Selon le philosophe François-David Sebbah le terme se retrouve essentiellement dans les discours militants (pour exprimer une inquiétude) mais est pratiquement absent dans le milieu scientifique et il est moins éclairant qu'il ne pose de questions, tant dans les champs de l’épistémologie, de l’économie et de la politique que dans ceux de la philosophie et de la métaphysique[10].

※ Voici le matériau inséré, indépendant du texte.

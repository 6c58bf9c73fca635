use axum::{
    extract::{Path, Query, State},
    routing::get,
    Json, Router,
};
use uuid::Uuid;

use super::MessageResponse;
use crate::error::AppResult;
use crate::middleware::{AppState, AuthUser};
use crate::models::{Unit, UnitRequest, UnitsQuery};
use crate::services::UnitService;

pub fn routes() -> Router<AppState> {
    Router::new()
        .route("/", get(list_units).post(create_unit))
        .route("/:id", get(get_unit).put(update_unit).delete(delete_unit))
}

/// Создание юнита внутри объекта
#[utoipa::path(
    post,
    path = "/api/v1/units",
    tag = "units",
    security(("bearer_auth" = [])),
    request_body = UnitRequest,
    responses(
        (status = 200, description = "Юнит создан", body = Unit),
        (status = 404, description = "Объект не найден"),
        (status = 422, description = "Ошибка валидации")
    )
)]
pub async fn create_unit(
    State(state): State<AppState>,
    _auth_user: AuthUser,
    Json(payload): Json<UnitRequest>,
) -> AppResult<Json<Unit>> {
    let unit = UnitService::create(state.store(), payload).await?;
    Ok(Json(unit))
}

/// Список юнитов
#[utoipa::path(
    get,
    path = "/api/v1/units",
    tag = "units",
    security(("bearer_auth" = [])),
    params(UnitsQuery),
    responses(
        (status = 200, description = "Список юнитов", body = Vec<Unit>),
        (status = 401, description = "Не авторизован")
    )
)]
pub async fn list_units(
    State(state): State<AppState>,
    _auth_user: AuthUser,
    Query(query): Query<UnitsQuery>,
) -> AppResult<Json<Vec<Unit>>> {
    let units = UnitService::list(state.store(), query.property_id).await?;
    Ok(Json(units))
}

/// Юнит по ID
#[utoipa::path(
    get,
    path = "/api/v1/units/{id}",
    tag = "units",
    security(("bearer_auth" = [])),
    params(
        ("id" = Uuid, Path, description = "ID юнита")
    ),
    responses(
        (status = 200, description = "Юнит", body = Unit),
        (status = 404, description = "Юнит не найден")
    )
)]
pub async fn get_unit(
    State(state): State<AppState>,
    _auth_user: AuthUser,
    Path(id): Path<Uuid>,
) -> AppResult<Json<Unit>> {
    let unit = UnitService::get(state.store(), id).await?;
    Ok(Json(unit))
}

/// Полное обновление юнита
#[utoipa::path(
    put,
    path = "/api/v1/units/{id}",
    tag = "units",
    security(("bearer_auth" = [])),
    params(
        ("id" = Uuid, Path, description = "ID юнита")
    ),
    request_body = UnitRequest,
    responses(
        (status = 200, description = "Юнит обновлён", body = Unit),
        (status = 404, description = "Юнит или объект не найден")
    )
)]
pub async fn update_unit(
    State(state): State<AppState>,
    _auth_user: AuthUser,
    Path(id): Path<Uuid>,
    Json(payload): Json<UnitRequest>,
) -> AppResult<Json<Unit>> {
    let unit = UnitService::update(state.store(), id, payload).await?;
    Ok(Json(unit))
}

/// Удаление юнита
#[utoipa::path(
    delete,
    path = "/api/v1/units/{id}",
    tag = "units",
    security(("bearer_auth" = [])),
    params(
        ("id" = Uuid, Path, description = "ID юнита")
    ),
    responses(
        (status = 200, description = "Юнит удалён", body = MessageResponse),
        (status = 404, description = "Юнит не найден")
    )
)]
pub async fn delete_unit(
    State(state): State<AppState>,
    _auth_user: AuthUser,
    Path(id): Path<Uuid>,
) -> AppResult<Json<MessageResponse>> {
    UnitService::delete(state.store(), id).await?;
    Ok(Json(MessageResponse::ok("Unit deleted")))
}
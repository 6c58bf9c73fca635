pub mod auth;

pub use auth::{auth_middleware, AppState, AuthUser};
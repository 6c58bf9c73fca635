use axum::{
    extract::State,
    routing::{get, post},
    Json, Router,
};

use crate::error::AppResult;
use crate::middleware::{AppState, AuthUser};
use crate::models::{AuthResponse, LoginRequest, RegisterRequest, UserPublic};
use crate::services::AuthService;

pub fn routes() -> Router<AppState> {
    Router::new()
        .route("/register", post(register))
        .route("/login", post(login))
        .route("/me", get(me))
}

/// Регистрация пользователя
#[utoipa::path(
    post,
    path = "/api/v1/auth/register",
    tag = "auth",
    request_body = RegisterRequest,
    responses(
        (status = 200, description = "Пользователь создан", body = AuthResponse),
        (status = 409, description = "Имя пользователя или email заняты"),
        (status = 422, description = "Ошибка валидации")
    )
)]
pub async fn register(
    State(state): State<AppState>,
    Json(payload): Json<RegisterRequest>,
) -> AppResult<Json<AuthResponse>> {
    let auth_service = AuthService::new(state.config.clone());
    let response = auth_service.register(state.store(), payload).await?;
    Ok(Json(response))
}

/// Вход по имени пользователя и паролю
#[utoipa::path(
    post,
    path = "/api/v1/auth/login",
    tag = "auth",
    request_body = LoginRequest,
    responses(
        (status = 200, description = "Успешный вход", body = AuthResponse),
        (status = 401, description = "Неверные учётные данные")
    )
)]
pub async fn login(
    State(state): State<AppState>,
    Json(payload): Json<LoginRequest>,
) -> AppResult<Json<AuthResponse>> {
    let auth_service = AuthService::new(state.config.clone());
    let response = auth_service.login(state.store(), payload).await?;
    Ok(Json(response))
}

/// Текущий пользователь
#[utoipa::path(
    get,
    path = "/api/v1/auth/me",
    tag = "auth",
    security(("bearer_auth" = [])),
    responses(
        (status = 200, description = "Профиль", body = UserPublic),
        (status = 401, description = "Не авторизован")
    )
)]
pub async fn me(
    State(state): State<AppState>,
    auth_user: AuthUser,
) -> AppResult<Json<UserPublic>> {
    let user = AuthService::get_user_by_id(state.store(), auth_user.user_id).await?;
    Ok(Json(UserPublic::from(user)))
}
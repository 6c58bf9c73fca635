use chrono::{Datelike, Utc};
use rust_decimal::Decimal;

use crate::error::AppResult;
use crate::models::{DashboardStats, PaymentStatus, PropertyStatus};
use crate::services::SettingsService;
use crate::store::Store;

pub struct DashboardService;

impl DashboardService {
    /// Сводка за текущий календарный месяц. Считается заново при каждом вызове.
    pub async fn compute(store: &dyn Store) -> AppResult<DashboardStats> {
        let settings = SettingsService::get(store).await?;

        let total_properties = store.count_properties(None).await?;
        let total_tenants = store.count_tenants().await?;
        let occupied_properties = store.count_properties(Some(PropertyStatus::Occupied)).await?;

        let now = Utc::now();
        let payments = store
            .list_payments_for_period(now.month() as i32, now.year(), None)
            .await?;

        let monthly_revenue: Decimal = payments
            .iter()
            .filter(|p| p.status == PaymentStatus::Paid)
            .map(|p| p.amount)
            .sum();
        let pending_payments = payments
            .iter()
            .filter(|p| p.status == PaymentStatus::Pending)
            .count() as i64;
        let overdue_payments = payments
            .iter()
            .filter(|p| p.status == PaymentStatus::Overdue)
            .count() as i64;

        Ok(DashboardStats {
            total_properties,
            total_tenants,
            monthly_revenue,
            pending_payments,
            overdue_payments,
            occupancy_rate: occupancy_rate(occupied_properties, total_properties),
            currency: settings.currency,
            currency_symbol: settings.currency.symbol().to_string(),
        })
    }
}

/// Доля занятых объектов в процентах с двумя знаками; 0 при отсутствии объектов
pub fn occupancy_rate(occupied: i64, total: i64) -> Decimal {
    if total <= 0 {
        return Decimal::ZERO;
    }
    (Decimal::from(occupied) * Decimal::ONE_HUNDRED / Decimal::from(total)).round_dp(2)
}

#[cfg(test)]
mod tests {
    use super::*;
    use crate::models::Currency;
    use crate::services::test_support::{payment_request, property_request, tenant_request};
    use crate::services::{PaymentService, PropertyService, TenantService};
    use crate::store::MemoryStore;

    #[test]
    fn test_occupancy_rate() {
        assert_eq!(occupancy_rate(0, 0), Decimal::ZERO);
        assert_eq!(occupancy_rate(1, 2), Decimal::from(50));
        assert_eq!(occupancy_rate(1, 3), Decimal::new(3333, 2));
        assert_eq!(occupancy_rate(2, 3), Decimal::new(6667, 2));
        assert_eq!(occupancy_rate(4, 4), Decimal::from(100));
    }

    #[tokio::test]
    async fn test_empty_store() {
        let store = MemoryStore::new();
        let stats = DashboardService::compute(&store).await.unwrap();

        assert_eq!(stats.total_properties, 0);
        assert_eq!(stats.total_tenants, 0);
        assert_eq!(stats.monthly_revenue, Decimal::ZERO);
        assert_eq!(stats.occupancy_rate, Decimal::ZERO);
        assert_eq!(stats.currency, Currency::Xof);
        assert_eq!(stats.currency_symbol, "CFA");
        // Настройки по умолчанию создаются при первом обращении
        assert!(store.get_settings().await.unwrap().is_some());
    }

    #[tokio::test]
    async fn test_current_month_rollup() {
        let store = MemoryStore::new();
        let now = Utc::now();
        let (month, year) = (now.month() as i32, now.year());

        let occupied = PropertyService::create(&store, property_request(1200)).await.unwrap();
        PropertyService::create(&store, property_request(800)).await.unwrap();
        PropertyService::create(&store, property_request(600)).await.unwrap();
        let tenant = TenantService::create(&store, tenant_request(Some(occupied.id), None))
            .await
            .unwrap();

        let paid = PaymentService::create(&store, payment_request(tenant.id, occupied.id, month, year, 1200))
            .await
            .unwrap();
        PaymentService::mark_paid(&store, paid.id).await.unwrap();
        PaymentService::create(&store, payment_request(tenant.id, occupied.id, month, year, 300))
            .await
            .unwrap();
        let mut overdue = payment_request(tenant.id, occupied.id, month, year, 200);
        overdue.status = PaymentStatus::Overdue;
        PaymentService::create(&store, overdue).await.unwrap();

        // Другой период в сводку не попадает
        let other = PaymentService::create(&store, payment_request(tenant.id, occupied.id, month, year - 1, 5000))
            .await
            .unwrap();
        PaymentService::mark_paid(&store, other.id).await.unwrap();

        let stats = DashboardService::compute(&store).await.unwrap();
        assert_eq!(stats.total_properties, 3);
        assert_eq!(stats.total_tenants, 1);
        assert_eq!(stats.monthly_revenue, Decimal::from(1200));
        assert_eq!(stats.pending_payments, 1);
        assert_eq!(stats.overdue_payments, 1);
        assert_eq!(stats.occupancy_rate, Decimal::new(3333, 2));
    }
}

  1. Gilbert Hottois (préf. J. Ladrière), L'inflation du langage dans la philosophie contemporaine : causes, formes et limites (thèse de doctorat), Bruxelles, Editions de l'Université de Bruxelles, , 391 p. (ISBN 978-2-8004-0706-7, OCLC 1070592878) ; « Éthique et technoscience », revue La pensée et les hommes, Université libre de Bruxelles, 1878
  2. Dominique Raynaud, « Note historique sur le mot « technoscience » », sur Zilsel (consulté le )
  3. Dominique Janicaud, "Des techniques à la techno-science", Revue Internationale de Philosophie, vol. 41, no 161 (2), "Questions sur la technique" p. 184-196, 1987
  4. (en) Bruno Latour, Science in action : how to follow scientists and engineers through society, Cambridge, Mass, Harvard University Press, , 274 p. (ISBN 978-0-674-79291-3, OCLC 985370182, lire en ligne) ; trad. fr. La Science en action, Paris, La Découverte, 1989.

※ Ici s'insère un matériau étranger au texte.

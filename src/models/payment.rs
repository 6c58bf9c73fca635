use chrono::{DateTime, NaiveDate, Utc};
use rust_decimal::Decimal;
use serde::{Deserialize, Serialize};
use sqlx::FromRow;
use utoipa::ToSchema;
use uuid::Uuid;
use validator::Validate;

use crate::utils::validators::validate_non_negative;

/// Статус платежа.
///
/// `pending -> paid` выполняется только через отметку об оплате.
/// `overdue` выставляет внешний вызывающий код, автоматического перехода по сроку нет.
#[derive(
    Debug, Clone, Copy, Serialize, Deserialize, sqlx::Type, PartialEq, Eq, Hash, ToSchema,
)]
#[sqlx(type_name = "payment_status", rename_all = "snake_case")]
#[serde(rename_all = "snake_case")]
pub enum PaymentStatus {
    Pending,
    Paid,
    Overdue,
}

impl Default for PaymentStatus {
    fn default() -> Self {
        Self::Pending
    }
}

#[derive(Debug, Clone, Copy, Serialize, Deserialize, sqlx::Type, PartialEq, Eq, ToSchema)]
#[sqlx(type_name = "payment_method", rename_all = "snake_case")]
#[serde(rename_all = "snake_case")]
pub enum PaymentMethod {
    Cash,
    BankTransfer,
    MobileMoney,
    Check,
    Card,
}

impl Default for PaymentMethod {
    fn default() -> Self {
        Self::Cash
    }
}

/// Одна обязанность арендатора за расчётный месяц
#[derive(Debug, Clone, Serialize, Deserialize, FromRow, PartialEq, ToSchema)]
pub struct Payment {
    pub id: Uuid,
    pub tenant_id: Uuid,
    pub property_id: Uuid,
    pub unit_id: Option<Uuid>,
    pub month: i32,
    pub year: i32,
    pub amount: Decimal,
    pub due_date: NaiveDate,
    pub status: PaymentStatus,
    pub paid_date: Option<NaiveDate>,
    pub payment_method: PaymentMethod,
    pub notes: Option<String>,
    pub created_at: DateTime<Utc>,
}

#[derive(Debug, Clone, Deserialize, Validate, ToSchema)]
pub struct PaymentRequest {
    pub tenant_id: Uuid,
    pub property_id: Uuid,
    pub unit_id: Option<Uuid>,
    #[validate(range(min = 1, max = 12, message = "month must be between 1 and 12"))]
    pub month: i32,
    #[validate(range(min = 2000, max = 2100))]
    pub year: i32,
    #[validate(custom(function = "validate_non_negative"))]
    pub amount: Decimal,
    pub due_date: NaiveDate,
    #[serde(default)]
    pub status: PaymentStatus,
    pub paid_date: Option<NaiveDate>,
    #[serde(default)]
    pub payment_method: PaymentMethod,
    pub notes: Option<String>,
}

impl Payment {
    pub fn from_request(request: PaymentRequest) -> Self {
        Self {
            id: Uuid::new_v4(),
            tenant_id: request.tenant_id,
            property_id: request.property_id,
            unit_id: request.unit_id,
            month: request.month,
            year: request.year,
            amount: request.amount,
            due_date: request.due_date,
            status: request.status,
            paid_date: request.paid_date,
            payment_method: request.payment_method,
            notes: request.notes,
            created_at: Utc::now(),
        }
    }

    /// Полная замена изменяемых полей
    pub fn apply(&mut self, request: PaymentRequest) {
        self.tenant_id = request.tenant_id;
        self.property_id = request.property_id;
        self.unit_id = request.unit_id;
        self.month = request.month;
        self.year = request.year;
        self.amount = request.amount;
        self.due_date = request.due_date;
        self.status = request.status;
        self.paid_date = request.paid_date;
        self.payment_method = request.payment_method;
        self.notes = request.notes;
    }
}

  5. En 1992, le mot entre dans le grand dictionnaire Larousse qui le définit ainsi : "ensemble constitué par la technologie et par la science, ainsi que par leurs rapports réciproques".
  6. Hubert Dreyfus, Techno-science cyberculture, 1996
  7. (en) Donna Haraway (ill. Lynn M. Randolph), ModestWitness@SecondMillennium. FemaleManMeetsOncoMouse : feminism and technoscience, New York, Routledge, , 361 p. (ISBN 978-0-415-91245-7 et 978-0-415-91244-0, OCLC 894206355, lire en ligne)
  8. (en) Don Ihde, Chasing technoscience : matrix for materiality, Bloomington, Indiana University Press, , 249 p. (ISBN 978-0-253-34253-9 et 978-0-253-21606-9, OCLC 642939623, lire en ligne)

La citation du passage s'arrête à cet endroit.